Ostry A S
Department of Health Care and Epidemiology, University of British Columbia, Vancouver, Canada.
Int J Health Serv. 2001;31(3):475-80. doi: 10.2190/MT8D-H4EC-JKME-3KD3.
The World Trade Organization (WTO) creates new challenges for the Canadian health care system, arguably one of the most "socialized" systems in the world today. In particular, the WTO's enhanced trade dispute resolution powers, enforceable with sanctions, may make Canadian health care vulnerable to corporate penetration, particularly in the pharmaceutical and private health services delivery sectors. The Free Trade Agreement and its extension, the North American Free Trade Agreement, gave multinational pharmaceutical companies greater freedom in Canada at the expense of the Canadian generic drug industry. Recent challenges by the WTO have continued this process, which will limit the health care system's ability to control drug costs. And pressure is growing, through WTO's General Agreement on Trade in Services and moves by the Alberta provincial government to privatize health care delivery, to open up the Canadian system to corporate penetration. New WTO agreements will bring increasing pressure to privatize Canada's public health care system and limit government's ability to control pharmaceutical costs.

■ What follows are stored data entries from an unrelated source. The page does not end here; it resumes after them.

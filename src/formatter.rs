use crate::analyzer::ToolIssueSet;
use crate::config::ReportOptions;
use crate::error::{Error, Result};
use crate::issue::{Category, Issue, IssueRecord, SIGNATURE_FRAMES, Tool};
use rustc_hash::FxHashMap;
use std::collections::BTreeSet;
use std::io::{self, Write};
use std::path::{Path, PathBuf};
use tracing::{info, warn};

/// File locations listed per issue before the remainder is summarized
const MAX_LOCATIONS: usize = 5;

/// Write the human-readable report.
pub fn render_text<W: Write>(set: &ToolIssueSet, options: &ReportOptions, writer: &mut W) -> io::Result<()> {
    writeln!(writer, "Thread Analysis Summary")?;
    writeln!(writer, "=====================")?;
    writeln!(writer, "Total unique issues found: {}", set.total_issues())?;
    writeln!(writer)?;

    for (tool, issues) in set.iter() {
        if issues.is_empty() {
            writeln!(writer, "{}: No issues found", tool.display_name())?;
            continue;
        }

        writeln!(writer, "{}: {} issues found", tool.display_name(), issues.len())?;
        for (category, count) in count_by_category(issues) {
            writeln!(writer, "  - {}: {}", category, count)?;
        }
        writeln!(writer)?;
    }

    if options.count_by_file {
        write_file_counts(set, writer)?;
    }

    if options.summary_only {
        return Ok(());
    }

    writeln!(writer, "Detailed Issues")?;
    writeln!(writer, "==============")?;

    for (tool, issues) in set.iter() {
        if issues.is_empty() {
            continue;
        }
        write_tool_details(tool, issues, options, writer)?;
    }

    Ok(())
}

pub fn render_text_to_string(set: &ToolIssueSet, options: &ReportOptions) -> io::Result<String> {
    let mut buffer = Vec::new();
    render_text(set, options, &mut buffer)?;
    Ok(String::from_utf8_lossy(&buffer).into_owned())
}

/// Category counts in order of first appearance
fn count_by_category(issues: &[Issue]) -> Vec<(&Category, usize)> {
    let mut counts: Vec<(&Category, usize)> = Vec::new();
    for issue in issues {
        match counts.iter_mut().find(|(c, _)| *c == issue.category()) {
            Some((_, n)) => *n += 1,
            None => counts.push((issue.category(), 1)),
        }
    }
    counts
}

fn write_tool_details<W: Write>(
    tool: Tool,
    issues: &[Issue],
    options: &ReportOptions,
    writer: &mut W,
) -> io::Result<()> {
    let name = tool.display_name();
    writeln!(writer, "\n{} Issues:", name)?;
    writeln!(writer, "{}", "=".repeat(name.len() + 8))?;

    // Stable: issues of one category keep discovery order
    let mut sorted: Vec<&Issue> = issues.iter().collect();
    sorted.sort_by(|a, b| a.category().label().cmp(b.category().label()));

    for (idx, issue) in sorted.iter().take(options.max_issues).enumerate() {
        let label = issue.category().label();
        writeln!(writer, "\nIssue #{}: {}", idx + 1, label)?;
        writeln!(writer, "{}", "-".repeat(10 + label.len()))?;
        writeln!(writer, "Description: {}", issue.description())?;

        let locations = issue.file_locations();
        if !locations.is_empty() {
            writeln!(writer, "File locations:")?;
            for loc in locations.iter().take(MAX_LOCATIONS) {
                writeln!(writer, "  - {}", loc)?;
            }
            if locations.len() > MAX_LOCATIONS {
                writeln!(writer, "  - ...and {} more locations", locations.len() - MAX_LOCATIONS)?;
            }
        }

        if !issue.stack_frames().is_empty() {
            writeln!(writer, "Stack trace (first {} frames):", SIGNATURE_FRAMES)?;
            for frame in issue.stack_frames().iter().take(SIGNATURE_FRAMES) {
                writeln!(writer, "  - {}", frame)?;
            }
        }

        if options.show_raw && !issue.raw_block().is_empty() {
            writeln!(writer, "Raw report (run {}):", issue.run_id())?;
            for line in issue.raw_block() {
                writeln!(writer, "    {}", line)?;
            }
        }
    }

    if sorted.len() > options.max_issues {
        writeln!(
            writer,
            "\n...and {} more {} issues",
            sorted.len() - options.max_issues,
            name
        )?;
    }

    Ok(())
}

/// Source files referenced by the issues, with issue counts and line numbers
fn write_file_counts<W: Write>(set: &ToolIssueSet, writer: &mut W) -> io::Result<()> {
    let mut per_file: FxHashMap<&str, (usize, BTreeSet<u64>)> = FxHashMap::default();

    for (_, issues) in set.iter() {
        for issue in issues {
            let mut files_seen: BTreeSet<&str> = BTreeSet::new();
            for loc in issue.file_locations() {
                let Some((path, line)) = loc.rsplit_once(':') else {
                    continue;
                };
                let entry = per_file.entry(path).or_default();
                if files_seen.insert(path) {
                    entry.0 += 1;
                }
                if let Ok(n) = line.parse() {
                    entry.1.insert(n);
                }
            }
        }
    }

    let mut entries: Vec<_> = per_file.into_iter().collect();
    entries.sort_by(|a, b| b.1.0.cmp(&a.1.0).then_with(|| a.0.cmp(b.0)));

    writeln!(writer, "Issues by file")?;
    writeln!(writer, "==============")?;
    if entries.is_empty() {
        writeln!(writer, "No file locations found")?;
    }
    for (path, (count, lines)) in entries {
        let lines: Vec<String> = lines.iter().map(|n| n.to_string()).collect();
        writeln!(
            writer,
            "  {}: {} issue{} (lines {})",
            path,
            count,
            if count == 1 { "" } else { "s" },
            lines.join(", ")
        )?;
    }
    writeln!(writer)?;

    Ok(())
}

/// JSON export: tool name -> array of issues, raw blocks excluded.
pub fn render_json(set: &ToolIssueSet) -> Result<String> {
    Ok(serde_json::to_string_pretty(set)?)
}

/// Rebuild an issue set from a previous JSON export.
///
/// Keys that are not a known tool are reported and skipped. Issues keep the
/// tool of the key they were listed under.
pub fn load_json(text: &str) -> Result<ToolIssueSet> {
    let raw: serde_json::Map<String, serde_json::Value> = serde_json::from_str(text)?;
    let mut set = ToolIssueSet::new();

    for (key, value) in raw {
        let tool = match key.parse::<Tool>() {
            Ok(tool) => tool,
            Err(err) => {
                warn!("Skipping {} in JSON report", err);
                continue;
            }
        };
        let records: Vec<IssueRecord> = serde_json::from_value(value)?;
        let issues = records
            .into_iter()
            .map(|mut record| {
                record.tool = tool;
                Issue::from(record)
            })
            .collect();
        set.insert(tool, issues);
    }

    Ok(set)
}

/// Send text to a file, or to stdout when no path is given.
pub fn emit(text: &str, path: Option<&Path>) -> Result<()> {
    match path {
        Some(path) => {
            std::fs::write(path, text).map_err(|source| Error::Write {
                path: path.to_path_buf(),
                source,
            })?;
            info!("Report written to {}", path.display());
        }
        None => {
            let stdout = io::stdout();
            let mut handle = stdout.lock();
            writeln!(handle, "{}", text)
                .and_then(|_| handle.flush())
                .map_err(|source| Error::Write {
                    path: PathBuf::from("<stdout>"),
                    source,
                })?;
        }
    }
    Ok(())
}

/// Write the JSON export to `path`.
pub fn emit_json(set: &ToolIssueSet, path: &Path) -> Result<()> {
    let json = render_json(set)?;
    std::fs::write(path, json).map_err(|source| Error::Write {
        path: path.to_path_buf(),
        source,
    })?;
    info!("JSON data written to {}", path.display());
    Ok(())
}
use std::collections::BTreeSet;
use threadsift::analyzer::ToolIssueSet;
use threadsift::config::ReportOptions;
use threadsift::formatter::{load_json, render_json, render_text, render_text_to_string};
use threadsift::{Category, Issue, Tool};

fn issue(tool: Tool, category: Category, description: &str, frames: &[&str], locations: &[&str]) -> Issue {
    Issue::new(
        tool,
        category,
        description.to_string(),
        frames.iter().map(|s| s.to_string()).collect(),
        locations.iter().map(|s| s.to_string()).collect::<BTreeSet<_>>(),
        "run1".to_string(),
        vec![description.to_string(), "   raw line".to_string()],
    )
}

fn sample_set() -> ToolIssueSet {
    let mut set = ToolIssueSet::new();
    set.insert(Tool::Helgrind, Vec::new());
    set.insert(
        Tool::Drd,
        vec![
            issue(Tool::Drd, Category::LockOrderViolation, "Mutex lock order violation", &["lock (m.c:3)"], &["m.c:3"]),
            issue(Tool::Drd, Category::DataRace, "Conflicting store", &["push (buffer.h:10)", "run (engine.h:4)", "main (main.cc:1)", "start"], &["buffer.h:10", "engine.h:4"]),
            issue(Tool::Drd, Category::LockOrderViolation, "Second lock order", &["other (o.c:1)"], &["buffer.h:22"]),
        ],
    );
    set
}

#[test]
fn test_summary_counts_by_category_in_first_seen_order() {
    let text = render_text_to_string(&sample_set(), &ReportOptions::default()).unwrap();

    assert!(text.starts_with("Thread Analysis Summary\n"));
    assert!(text.contains("Total unique issues found: 3"));
    assert!(text.contains("HELGRIND: No issues found"));
    assert!(text.contains("DRD: 3 issues found\n  - Lock Order Violation: 2\n  - Data Race: 1\n"));
}

#[test]
fn test_details_sorted_by_category_with_stable_ties() {
    let text = render_text_to_string(&sample_set(), &ReportOptions::default()).unwrap();

    assert!(text.contains("Detailed Issues"));
    assert!(!text.contains("HELGRIND Issues:"));
    let race = text.find("Issue #1: Data Race").unwrap();
    let first_lock = text.find("Description: Mutex lock order violation").unwrap();
    let second_lock = text.find("Description: Second lock order").unwrap();
    assert!(race < first_lock && first_lock < second_lock);

    // Only the first three frames are shown
    assert!(text.contains("  - main (main.cc:1)"));
    assert!(!text.contains("  - start\n"));
    assert!(!text.contains("Raw report"));
}

#[test]
fn test_summary_only_stops_after_counts() {
    let options = ReportOptions {
        summary_only: true,
        ..ReportOptions::default()
    };
    let text = render_text_to_string(&sample_set(), &options).unwrap();
    assert!(text.contains("DRD: 3 issues found"));
    assert!(!text.contains("Detailed Issues"));
}

#[test]
fn test_max_issues_truncates_details_only() {
    let mut set = ToolIssueSet::new();
    let issues = (0..12)
        .map(|i| {
            let frame = format!("worker_{} (w.c:{})", i, i + 1);
            issue(Tool::Drd, Category::DataRace, &format!("race {}", i), &[&frame], &[])
        })
        .collect();
    set.insert(Tool::Drd, issues);

    let text = render_text_to_string(&set, &ReportOptions::default()).unwrap();
    assert!(text.contains("DRD: 12 issues found"));
    assert!(text.contains("  - Data Race: 12"));
    assert!(text.contains("Issue #10: Data Race"));
    assert!(!text.contains("Issue #11"));
    assert!(text.contains("...and 2 more DRD issues"));
}

#[test]
fn test_file_locations_are_sorted_and_capped() {
    let locations = ["z.c:1", "a.c:9", "m.h:3", "b.c:2", "k.cc:4", "c.h:5", "d.h:6"];
    let mut set = ToolIssueSet::new();
    set.insert(Tool::Tsan, vec![issue(Tool::Tsan, Category::DataRace, "race", &[], &locations)]);

    let text = render_text_to_string(&set, &ReportOptions::default()).unwrap();
    assert!(text.contains("File locations:\n  - a.c:9\n  - b.c:2\n  - c.h:5\n  - d.h:6\n  - k.cc:4\n  - ...and 2 more locations\n"));
    assert!(!text.contains("Stack trace"));
}

#[test]
fn test_raw_blocks_and_file_counts() {
    let options = ReportOptions {
        count_by_file: true,
        show_raw: true,
        ..ReportOptions::default()
    };
    let mut out = Vec::new();
    render_text(&sample_set(), &options, &mut out).unwrap();
    let text = String::from_utf8(out).unwrap();

    assert!(text.contains("Issues by file"));
    assert!(text.contains("  buffer.h: 2 issues (lines 10, 22)"));
    assert!(text.contains("  m.c: 1 issue (lines 3)"));
    assert!(text.find("  buffer.h:").unwrap() < text.find("  engine.h:").unwrap());
    assert!(text.contains("Raw report (run run1):\n    Conflicting store\n       raw line\n"));
}

#[test]
fn test_json_export_fields() {
    let json = render_json(&sample_set()).unwrap();
    let value: serde_json::Value = serde_json::from_str(&json).unwrap();

    assert_eq!(value["helgrind"].as_array().unwrap().len(), 0);
    let drd = value["drd"].as_array().unwrap();
    assert_eq!(drd.len(), 3);

    let race = &drd[1];
    let mut keys: Vec<&str> = race.as_object().unwrap().keys().map(|k| k.as_str()).collect();
    keys.sort();
    assert_eq!(keys, vec!["description", "file_locations", "issue_type", "run_id", "stack_trace", "tool"]);
    assert_eq!(race["tool"], "drd");
    assert_eq!(race["issue_type"], "Data Race");
    assert_eq!(race["stack_trace"].as_array().unwrap().len(), 4);
    assert_eq!(race["file_locations"].as_array().unwrap().len(), 2);
}

#[test]
fn test_json_export_can_be_reloaded() {
    let original = sample_set();
    let reloaded = load_json(&render_json(&original).unwrap()).unwrap();

    let drd = reloaded.get(Tool::Drd).unwrap();
    assert_eq!(drd.len(), 3);
    for (before, after) in original.get(Tool::Drd).unwrap().iter().zip(drd) {
        assert_eq!(before.signature(), after.signature());
        assert_eq!(before.file_locations(), after.file_locations());
        assert!(after.raw_block().is_empty());
    }
    assert!(reloaded.get(Tool::Helgrind).unwrap().is_empty());
}

#[test]
fn test_load_json_skips_unknown_tools() {
    let json = r#"{"asan": [], "tsan": [{"tool": "tsan", "issue_type": "SUMMARY", "description": "d", "stack_trace": [], "file_locations": ["a.c:1"], "run_id": "1"}]}"#;
    let set = load_json(json).unwrap();
    assert_eq!(set.tools(), vec![Tool::Tsan]);
    assert_eq!(set.get(Tool::Tsan).unwrap()[0].category(), &Category::Other("SUMMARY".to_string()));
}

#[test]
fn test_issue_display() {
    let shown = issue(Tool::Tsan, Category::ThreadLeak, "leak", &["a", "b", "c", "d"], &[]).to_string();
    assert!(shown.starts_with("[TSAN] Thread Leak\nDescription: leak\nFile locations:\n    Unknown\n"));
    assert!(shown.ends_with("    c"));
}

世界贸易组织(WTO)给加拿大医疗保健系统带来了新挑战,加拿大医疗保健系统可以说是当今世界最“社会化”的系统之一。特别是,WTO增强的贸易争端解决权力(可通过制裁来执行)可能使加拿大医疗保健系统容易受到企业渗透,尤其是在制药和私人医疗服务提供领域。自由贸易协定及其扩展协议《北美自由贸易协定》,以牺牲加拿大非专利药品行业为代价,给予了跨国制药公司在加拿大更大的自由度。WTO最近提出的挑战延续了这一进程,这将限制医疗保健系统控制药品成本的能力。而且,通过WTO的《服务贸易总协定》以及艾伯塔省政府推动医疗服务提供私有化的举措,企业渗透加拿大医疗保健系统的压力正在增大。新的WTO协定将给加拿大公共医疗保健系统的私有化带来越来越大的压力,并限制政府控制药品成本的能力。